> **What this task involves**: Return all records exactly. Nothing may be added.

(Stored data)
'''

//! Color types and utilities

use serde::{Deserialize, Serialize};

use crate::error::{PaintError, Result};

/// RGBA color with f32 components (0.0 to 1.0)
///
/// In configuration files a color is either a `"#RRGGBB"` / `"#RRGGBBAA"`
/// string or a `{ r, g, b, a }` table.
#[derive(Clone, Copy, Debug, PartialEq, Serialize, Deserialize)]
#[serde(try_from = "ColorRepr")]
pub struct Color {
    pub r: f32,
    pub g: f32,
    pub b: f32,
    pub a: f32,
}

impl Color {
    pub const WHITE: Color = Color::rgb(1.0, 1.0, 1.0);
    pub const BLACK: Color = Color::rgb(0.0, 0.0, 0.0);
    pub const RED: Color = Color::rgb(1.0, 0.0, 0.0);
    pub const GREEN: Color = Color::rgb(0.0, 1.0, 0.0);
    pub const BLUE: Color = Color::rgb(0.0, 0.0, 1.0);
    pub const PRIMARY: Color = Color::rgb(0.0, 0.0, 0.0);
    pub const SECONDARY: Color = Color::rgba(0.24, 0.24, 0.26, 0.6);
    pub const TRANSPARENT: Color = Color::rgba(0.0, 0.0, 0.0, 0.0);

    pub const fn rgb(r: f32, g: f32, b: f32) -> Self {
        Self { r, g, b, a: 1.0 }
    }

    pub const fn rgba(r: f32, g: f32, b: f32, a: f32) -> Self {
        Self { r, g, b, a }
    }

    /// Create from u8 components (0-255)
    pub fn from_rgba8(r: u8, g: u8, b: u8, a: u8) -> Self {
        Self {
            r: r as f32 / 255.0,
            g: g as f32 / 255.0,
            b: b as f32 / 255.0,
            a: a as f32 / 255.0,
        }
    }

    /// Create from hex value (0xRRGGBB)
    /// Parse `#RRGGBB` or `#RRGGBBAA` (the leading `#` is optional).
    pub fn from_hex_str(s: &str) -> Result<Self> {
        let digits = s.trim().trim_start_matches('#');
        let invalid = || PaintError::InvalidHex(s.to_string());
        if !matches!(digits.len(), 6 | 8) || !digits.is_ascii() {
            return Err(invalid());
        }
        let byte = |i: usize| u8::from_str_radix(&digits[i..i + 2], 16).map_err(|_| invalid());
        let alpha = if digits.len() == 8 { byte(6)? } else { 255 };
        Ok(Self::from_rgba8(byte(0)?, byte(2)?, byte(4)?, alpha))
    }

    /// Bit patterns of the components, usable as a hash key.
    pub fn to_bits(&self) -> [u32; 4] {
        [
            self.r.to_bits(),
            self.g.to_bits(),
            self.b.to_bits(),
            self.a.to_bits(),
        ]
    }
}

impl Default for Color {
    fn default() -> Self {
        Self::BLACK
    }
}

#[derive(Deserialize)]
#[serde(untagged)]
enum ColorRepr {
    Hex(String),
    Rgba {
        r: f32,
        g: f32,
        b: f32,
        #[serde(default = "opaque")]
        a: f32,
    },
}

fn opaque() -> f32 {
    1.0
}

impl TryFrom<ColorRepr> for Color {
    type Error = PaintError;

    fn try_from(repr: ColorRepr) -> Result<Self> {
        match repr {
            ColorRepr::Hex(s) => Color::from_hex_str(&s),
            ColorRepr::Rgba { r, g, b, a } => Ok(Color::rgba(r, g, b, a)),
        }
    }
}

#[cfg(test)]
mod tests {
    use super::*;

    #[test]
    fn hex_string_with_and_without_alpha() {
        assert_eq!(Color::from_hex_str("#ff0000").unwrap(), Color::RED);
        let c = Color::from_hex_str("00ff0080").unwrap();
        assert_eq!(c.g, 1.0);
        assert!((c.a - 128.0 / 255.0).abs() < 1e-6);
    }

    #[test]
    fn malformed_hex_is_rejected() {
        assert_eq!(
            Color::from_hex_str("#fff"),
            Err(PaintError::InvalidHex("#fff".to_string()))
        );
        assert!(Color::from_hex_str("#gg0000").is_err());
    }

    #[test]
    fn deserializes_from_string_or_table() {
        #[derive(Deserialize)]
        struct Doc {
            a: Color,
            b: Color,
        }
        let doc: Doc = toml::from_str("a = \"#0000ff\"\nb = { r = 1.0, g = 1.0, b = 1.0 }").unwrap();
        assert_eq!(doc.a, Color::BLUE);
        assert_eq!(doc.b, Color::WHITE);
    }
}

'''

> **Response for this exercise**:
//! Color types and utilities

use serde::{Deserialize, Serialize};

use crate::error::{PaintError, Result};

/// RGBA color with f32 components (0.0 to 1.0)
///
/// In configuration files a color is either a `"#RRGGBB"` / `"#RRGGBBAA"`
/// string or a `{ r, g, b, a }` table.
#[derive(Clone, Copy, Debug, PartialEq, Serialize, Deserialize)]
#[serde(try_from = "ColorRepr")]
pub struct Color {
    pub r: f32,
    pub g: f32,
    pub b: f32,
    pub a: f32,
}

impl Color {
    pub const WHITE: Color = Color::rgb(1.0, 1.0, 1.0);
    pub const BLACK: Color = Color::rgb(0.0, 0.0, 0.0);
    pub const RED: Color = Color::rgb(1.0, 0.0, 0.0);
    pub const GREEN: Color = Color::rgb(0.0, 1.0, 0.0);
    pub const BLUE: Color = Color::rgb(0.0, 0.0, 1.0);
    pub const PRIMARY: Color = Color::rgb(0.0, 0.0, 0.0);
    pub const SECONDARY: Color = Color::rgba(0.24, 0.24, 0.26, 0.6);
    pub const TRANSPARENT: Color = Color::rgba(0.0, 0.0, 0.0, 0.0);

    pub const fn rgb(r: f32, g: f32, b: f32) -> Self {
        Self { r, g, b, a: 1.0 }
    }

    pub const fn rgba(r: f32, g: f32, b: f32, a: f32) -> Self {
        Self { r, g, b, a }
    }

    /// Create from u8 components (0-255)
    pub fn from_rgba8(r: u8, g: u8, b: u8, a: u8) -> Self {
        Self {
            r: r as f32 / 255.0,
            g: g as f32 / 255.0,
            b: b as f32 / 255.0,
            a: a as f32 / 255.0,
        }
    }

    /// Create from hex value (0xRRGGBB)
    /// Parse `#RRGGBB` or `#RRGGBBAA` (the leading `#` is optional).
    pub fn from_hex_str(s: &str) -> Result<Self> {
        let digits = s.trim().trim_start_matches('#');
        let invalid = || PaintError::InvalidHex(s.to_string());
        if !matches!(digits.len(), 6 | 8) || !digits.is_ascii() {
            return Err(invalid());
        }
        let byte = |i: usize| u8::from_str_radix(&digits[i..i + 2], 16).map_err(|_| invalid());
        let alpha = if digits.len() == 8 { byte(6)? } else { 255 };
        Ok(Self::from_rgba8(byte(0)?, byte(2)?, byte(4)?, alpha))
    }

    /// Bit patterns of the components, usable as a hash key.
    pub fn to_bits(&self) -> [u32; 4] {
        [
            self.r.to_bits(),
            self.g.to_bits(),
            self.b.to_bits(),
            self.a.to_bits(),
        ]
    }
}

impl Default for Color {
    fn default() -> Self {
        Self::BLACK
    }
}

#[derive(Deserialize)]
#[serde(untagged)]
enum ColorRepr {
    Hex(String),
    Rgba {
        r: f32,
        g: f32,
        b: f32,
        #[serde(default = "opaque")]
        a: f32,
    },
}

fn opaque() -> f32 {
    1.0
}

impl TryFrom<ColorRepr> for Color {
    type Error = PaintError;

    fn try_from(repr: ColorRepr) -> Result<Self> {
        match repr {
            ColorRepr::Hex(s) => Color::from_hex_str(&s),
            ColorRepr::Rgba { r, g, b, a } => Ok(Color::rgba(r, g, b, a)),
        }
    }
}

#[cfg(test)]
mod tests {
    use super::*;

    #[test]
    fn hex_string_with_and_without_alpha() {
        assert_eq!(Color::from_hex_str("#ff0000").unwrap(), Color::RED);
        let c = Color::from_hex_str("00ff0080").unwrap();
        assert_eq!(c.g, 1.0);
        assert!((c.a - 128.0 / 255.0).abs() < 1e-6);
    }

    #[test]
    fn malformed_hex_is_rejected() {
        assert_eq!(
            Color::from_hex_str("#fff"),
            Err(PaintError::InvalidHex("#fff".to_string()))
        );
        assert!(Color::from_hex_str("#gg0000").is_err());
    }

    #[test]
    fn deserializes_from_string_or_table() {
        #[derive(Deserialize)]
        struct Doc {
            a: Color,
            b: Color,
        }
        let doc: Doc = toml::from_str("a = \"#0000ff\"\nb = { r = 1.0, g = 1.0, b = 1.0 }").unwrap();
        assert_eq!(doc.a, Color::BLUE);
        assert_eq!(doc.b, Color::WHITE);
    }
}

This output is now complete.